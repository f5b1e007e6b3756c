/// Batch embedding of the chunk corpus into a vector collection
use super::{EmbeddingProvider, PointRecord};
use crate::error::{RagError, Result};
use crate::ingest::Chunk;
use crate::storage::{point_id, CollectionSpec, VectorStore};
use std::sync::Arc;
use std::time::Instant;
use tracing::{debug, info};

/// Result of an index build
#[derive(Debug)]
pub struct BatchResult {
    pub collection: String,
    pub processed: usize,
    pub batches: usize,
    pub duration_ms: u64,
}

/// Embeds chunks in batches and rebuilds a collection from them
///
/// The collection is replaced only once every batch has been embedded, so a
/// failing model call leaves the previous collection untouched.
pub struct IndexBuilder {
    provider: Arc<dyn EmbeddingProvider>,
    store: Arc<VectorStore>,
    batch_size: usize,
}

impl IndexBuilder {
    pub fn new(provider: Arc<dyn EmbeddingProvider>, store: Arc<VectorStore>, batch_size: usize) -> Self {
        Self {
            provider,
            store,
            batch_size: batch_size.max(1),
        }
    }

    /// Embed `chunks` and rebuild `spec.name` with them
    ///
    /// `spec.dimension` and `spec.model` must describe the provider.
    pub fn build(&self, spec: CollectionSpec, chunks: &[Chunk]) -> Result<BatchResult> {
        let start = Instant::now();

        if spec.dimension != self.provider.dimension() {
            return Err(RagError::DimensionMismatch {
                expected: spec.dimension,
                actual: self.provider.dimension(),
            });
        }
        if spec.model != self.provider.model_name() {
            return Err(RagError::EmbeddingModelMismatch {
                indexed: spec.model.clone(),
                query: self.provider.model_name().to_string(),
            });
        }

        info!(
            "Embedding {} chunks into {} (batch size {})",
            chunks.len(),
            spec.name,
            self.batch_size
        );

        let mut points = Vec::with_capacity(chunks.len());
        let mut batches = 0;

        for batch in chunks.chunks(self.batch_size) {
            let texts: Vec<String> = batch.iter().map(|c| c.text.clone()).collect();
            let vectors = self.provider.embed_batch(&texts)?;

            for (chunk, vector) in batch.iter().zip(vectors) {
                points.push(PointRecord::new(
                    point_id(&chunk.chunk_id),
                    vector,
                    chunk.to_payload(),
                ));
            }

            batches += 1;
            debug!("Embedded batch {} ({} chunks)", batches, batch.len());
        }

        let collection = spec.name.clone();
        let processed = self.store.rebuild_collection(spec, points)?;
        let duration_ms = start.elapsed().as_millis() as u64;

        info!(
            "Index build complete: {} points in {}, {}ms",
            processed, collection, duration_ms
        );

        Ok(BatchResult {
            collection,
            processed,
            batches,
            duration_ms,
        })
    }
}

··········

■ TASK STATEMENT ■
Please copy out each line of the listing above that contains the string "EmbeddingProvider".

■ WRITTEN ANSWER ■
use super::{EmbeddingProvider, PointRecord};
    provider: Arc<dyn EmbeddingProvider>,
    pub fn new(provider: Arc<dyn EmbeddingProvider>, store: Arc<VectorStore>, batch_size: usize) -> Self {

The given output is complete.